OsVPS9A functions cooperatively with OsRAB5A to regulate post-Golgi dense vesicle-mediated storage protein trafficking to the protein storage vacuole in rice endosperm cells.

In the rice endosperm cells, glutelins are synthesized on rough endoplasmic reticulum as proglutelins and are sorted to the protein storage vacuoles (PSVs) called protein body IIs (PBIIs), where they are converted to the mature forms. Dense vesicle (DV)-mediated trafficking of proglutelins in rice seeds has been proposed, but the post-Golgi control of this process is largely unknown. Whether DV can fuse directly with PSV is another matter of debate. In this study, we propose a regulatory mechanism underlying DV-mediated, post-Golgi proglutelin trafficking to PBII (PSV). gpa2, a loss-of-function mutant of OsVPS9A, which encodes a GEF of OsRAB5A, accumulated uncleaved proglutelins.
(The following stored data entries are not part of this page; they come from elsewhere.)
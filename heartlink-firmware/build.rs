//! Build script for heartlink-firmware
//!
//! - Validates board.toml at compile time
//! - Generates `board.rs` with the board configuration constant

use std::env;
use std::fs;
use std::path::{Path, PathBuf};

use heartlink_core::config::{BridgeConfig, Prescaler, ToggleConvention};
use heartlink_hal::spi::{ClockDivider, Mode};
use heartlink_hal::uart::{DataBits, Parity, StopBits};
use heartlink_hal::Patience;
use heartlink_hal_avr::pins::parse_pin_string;

fn main() {
    let config = validate_config();
    generate_board(&config);
}

/// Validate board.toml and turn it into a configuration
fn validate_config() -> BridgeConfig {
    // Re-run if board.toml changes
    println!("cargo:rerun-if-changed=board.toml");
    println!("cargo:rerun-if-changed=build.rs");

    let config_path = Path::new("board.toml");

    // Check if config file exists
    if !config_path.exists() {
        panic!(
            "\n\
            ╔══════════════════════════════════════════════════════════════════╗\n\
            ║  ERROR: board.toml not found!                                    ║\n\
            ║                                                                  ║\n\
            ║  The firmware requires a board.toml configuration file.          ║\n\
            ║  Please create one in the heartlink-firmware directory.          ║\n\
            ╚══════════════════════════════════════════════════════════════════╝\n"
        );
    }

    // Read the config file
    let config_content = match fs::read_to_string(config_path) {
        Ok(content) => content,
        Err(e) => {
            panic!(
                "\n\
                ╔══════════════════════════════════════════════════════════════════╗\n\
                ║  ERROR: Failed to read board.toml                                ║\n\
                ║                                                                  ║\n\
                ║  Error: {:<56} ║\n\
                ╚══════════════════════════════════════════════════════════════════╝\n",
                e
            );
        }
    };

    // Parse and validate TOML syntax
    let value: toml::Value = match toml::from_str(&config_content) {
        Ok(value) => value,
        Err(e) => {
            let error_msg = e.to_string();
            panic!(
                "\n\
                ╔══════════════════════════════════════════════════════════════════╗\n\
                ║  ERROR: Invalid TOML syntax in board.toml                        ║\n\
                ╠══════════════════════════════════════════════════════════════════╣\n\
                ║                                                                  ║\n\
                {}\n\
                ║                                                                  ║\n\
                ╚══════════════════════════════════════════════════════════════════╝\n",
                format_error_lines(&error_msg)
            );
        }
    };

    validate_required_sections(&value);

    let mut errors = Vec::new();
    let config = read_config(&value, &mut errors);
    report("Invalid board configuration", &errors);

    // Same arithmetic the firmware checks again in a const context
    let validated = match config.validate() {
        Ok(validated) => validated,
        Err(e) => {
            report("Board configuration out of range", &[e.to_string()]);
            unreachable!();
        }
    };

    println!(
        "cargo:warning=board.toml validated: OCR1A={} UBRR0={} (~{} baud)",
        validated.compare_threshold(),
        validated.baud_divisor(),
        validated.actual_baud()
    );

    config
}

/// Format error message lines with box drawing
fn format_error_lines(msg: &str) -> String {
    msg.lines()
        .map(|line| {
            let truncated = if line.len() > 64 {
                format!("{}...", &line[..61])
            } else {
                line.to_string()
            };
            format!("║  {:<64} ║", truncated)
        })
        .collect::<Vec<_>>()
        .join("\n")
}

/// Panic with a boxed list of errors, if there are any
fn report(title: &str, errors: &[String]) {
    if errors.is_empty() {
        return;
    }
    panic!(
        "\n\
        ╔══════════════════════════════════════════════════════════════════╗\n\
        ║  ERROR: {:<56} ║\n\
        ╠══════════════════════════════════════════════════════════════════╣\n\
        {}\n\
        ╚══════════════════════════════════════════════════════════════════╝\n",
        title,
        errors
            .iter()
            .map(|e| format!("║  • {:<62} ║", e))
            .collect::<Vec<_>>()
            .join("\n")
    );
}

/// Validate that required sections exist
fn validate_required_sections(config: &toml::Value) {
    let mut errors = Vec::new();

    for section in ["clock", "heartbeat", "uart", "spi"] {
        match config.get(section) {
            Some(toml::Value::Table(_)) => {}
            Some(_) => errors.push(format!("[{}] must be a table", section)),
            None => errors.push(format!("Missing [{}] section", section)),
        }
    }

    report("Missing required sections in board.toml", &errors);
}

/// Look up a non-negative integer, recording an error if it is unusable
fn get_u32(
    config: &toml::Value,
    section: &str,
    key: &str,
    default: Option<u32>,
    errors: &mut Vec<String>,
) -> u32 {
    match config.get(section).and_then(|s| s.get(key)) {
        Some(toml::Value::Integer(v)) => match u32::try_from(*v) {
            Ok(v) => v,
            Err(_) => {
                errors.push(format!("[{}] {} must be 0-{}", section, key, u32::MAX));
                0
            }
        },
        Some(_) => {
            errors.push(format!("[{}] {} must be an integer", section, key));
            0
        }
        None => match default {
            Some(v) => v,
            None => {
                errors.push(format!("[{}] missing '{}'", section, key));
                0
            }
        },
    }
}

/// Look up a string, recording an error if it is unusable
fn get_str<'a>(
    config: &'a toml::Value,
    section: &str,
    key: &str,
    default: &'a str,
    errors: &mut Vec<String>,
) -> &'a str {
    match config.get(section).and_then(|s| s.get(key)) {
        Some(toml::Value::String(s)) => s.as_str(),
        Some(_) => {
            errors.push(format!("[{}] {} must be a string", section, key));
            default
        }
        None => default,
    }
}

/// Translate board.toml into a configuration, collecting every problem
fn read_config(value: &toml::Value, errors: &mut Vec<String>) -> BridgeConfig {
    let clock_hz = get_u32(value, "clock", "frequency_hz", None, errors);
    let flash_hz = get_u32(value, "heartbeat", "flash_hz", None, errors);
    let baud = get_u32(value, "uart", "baud", None, errors);

    let mut config = BridgeConfig::new(clock_hz, flash_hz, baud);

    let toggles = get_u32(value, "heartbeat", "toggles_per_flash", Some(1), errors);
    match ToggleConvention::from_toggles(toggles) {
        Some(toggle) => config.toggle = toggle,
        None => errors.push("[heartbeat] toggles_per_flash must be 1 or 2".to_string()),
    }

    let prescaler = get_u32(value, "heartbeat", "prescaler", Some(256), errors);
    match Prescaler::from_factor(prescaler) {
        Some(prescaler) => config.prescaler = prescaler,
        None => errors.push("[heartbeat] prescaler must be 1, 8, 64, 256 or 1024".to_string()),
    }

    let pin = get_str(value, "heartbeat", "pin", "PB7", errors);
    match parse_pin_string(pin) {
        Some(pin) => config.heartbeat_pin = pin,
        None => errors.push(format!("[heartbeat] pin '{}' is not a port B pin", pin)),
    }

    config.uart.data_bits = match get_u32(value, "uart", "data_bits", Some(8), errors) {
        5 => DataBits::Five,
        6 => DataBits::Six,
        7 => DataBits::Seven,
        8 => DataBits::Eight,
        _ => {
            errors.push("[uart] data_bits must be 5-8".to_string());
            DataBits::Eight
        }
    };
    config.uart.parity = match get_str(value, "uart", "parity", "none", errors) {
        "none" => Parity::None,
        "even" => Parity::Even,
        "odd" => Parity::Odd,
        _ => {
            errors.push("[uart] parity must be 'none', 'even', or 'odd'".to_string());
            Parity::None
        }
    };
    config.uart.stop_bits = match get_u32(value, "uart", "stop_bits", Some(1), errors) {
        1 => StopBits::One,
        2 => StopBits::Two,
        _ => {
            errors.push("[uart] stop_bits must be 1 or 2".to_string());
            StopBits::One
        }
    };
    let allow_any = match value.get("uart").and_then(|s| s.get("allow_any_baud_error")) {
        Some(toml::Value::Boolean(b)) => *b,
        Some(_) => {
            errors.push("[uart] allow_any_baud_error must be true or false".to_string());
            false
        }
        None => false,
    };
    if allow_any {
        config.max_baud_error_permille = None;
    } else {
        let max_error = get_u32(value, "uart", "max_baud_error_permille", Some(25), errors);
        match u16::try_from(max_error) {
            Ok(max) if max < 1000 => config.max_baud_error_permille = Some(max),
            _ => errors.push("[uart] max_baud_error_permille must be 0-999".to_string()),
        }
    }

    let divider = get_u32(value, "spi", "clock_divider", Some(16), errors);
    match ClockDivider::from_factor(divider) {
        Some(clock) => config.spi.clock = clock,
        None => errors.push("[spi] clock_divider must be 4, 16, 64 or 128".to_string()),
    }
    let mode = get_u32(value, "spi", "mode", Some(0), errors);
    match u8::try_from(mode).ok().and_then(Mode::from_number) {
        Some(mode) => config.spi.mode = mode,
        None => errors.push("[spi] mode must be 0-3".to_string()),
    }

    if value.get("poll").is_some() {
        let spins = get_u32(value, "poll", "spins", None, errors);
        config.patience = Patience::Spins(spins);
    }

    config
}

/// Write `board.rs` into OUT_DIR
fn generate_board(config: &BridgeConfig) {
    let out_dir = PathBuf::from(env::var("OUT_DIR").expect("OUT_DIR is set by cargo"));

    let max_error = match config.max_baud_error_permille {
        Some(max) => format!("Some({})", max),
        None => "None".to_string(),
    };
    let patience = match config.patience {
        Patience::Forever => "::heartlink_hal::Patience::Forever".to_string(),
        Patience::Spins(n) => format!("::heartlink_hal::Patience::Spins({})", n),
    };

    let source = format!(
        "// Generated by build.rs from board.toml. Do not edit.\n\
         \n\
         /// Board configuration from board.toml\n\
         pub const CONFIG: ::heartlink_core::BridgeConfig = ::heartlink_core::BridgeConfig {{\n    \
             clock_hz: {clock_hz},\n    \
             flash_hz: {flash_hz},\n    \
             toggle: ::heartlink_core::ToggleConvention::{toggle:?},\n    \
             prescaler: ::heartlink_core::Prescaler::{prescaler:?},\n    \
             heartbeat_pin: ::heartlink_hal_avr::PortPin::{pin:?},\n    \
             uart: ::heartlink_hal::uart::UartConfig {{\n        \
                 baudrate: {baud},\n        \
                 data_bits: ::heartlink_hal::uart::DataBits::{data_bits:?},\n        \
                 parity: ::heartlink_hal::uart::Parity::{parity:?},\n        \
                 stop_bits: ::heartlink_hal::uart::StopBits::{stop_bits:?},\n    \
             }},\n    \
             max_baud_error_permille: {max_error},\n    \
             spi: ::heartlink_hal::spi::SpiConfig {{\n        \
                 clock: ::heartlink_hal::spi::ClockDivider::{clock:?},\n        \
                 mode: ::heartlink_hal::spi::Mode::{mode:?},\n    \
             }},\n    \
             patience: {patience},\n\
         }};\n",
        clock_hz = config.clock_hz,
        flash_hz = config.flash_hz,
        toggle = config.toggle,
        prescaler = config.prescaler,
        pin = config.heartbeat_pin,
        baud = config.uart.baudrate,
        data_bits = config.uart.data_bits,
        parity = config.uart.parity,
        stop_bits = config.uart.stop_bits,
        max_error = max_error,
        clock = config.spi.clock,
        mode = config.spi.mode,
        patience = patience,
    );

    fs::write(out_dir.join("board.rs"), source).expect("OUT_DIR is writable");
}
Proglutelins were mis-targeted to the paramural bodies and to the apoplast along the cell wall in the form of DVs, which led to a concomitant reduction in PBII size. Previously reported gpa1, mutated in OsRab5a, has a similar phenotype, while gpa1gpa2 double mutant exacerbated the conditions. In addition, OsVPS9A interacted with OsRAB5A in vitro and in vivo. We concluded that OsVPS9A and OsRAB5A may work together and play a regulatory role in DV-mediated post-Golgi proglutelin trafficking to PBII (PSV). The evidence that DVs might fuse directly to PBII (PSV) to deliver cargos is also presented.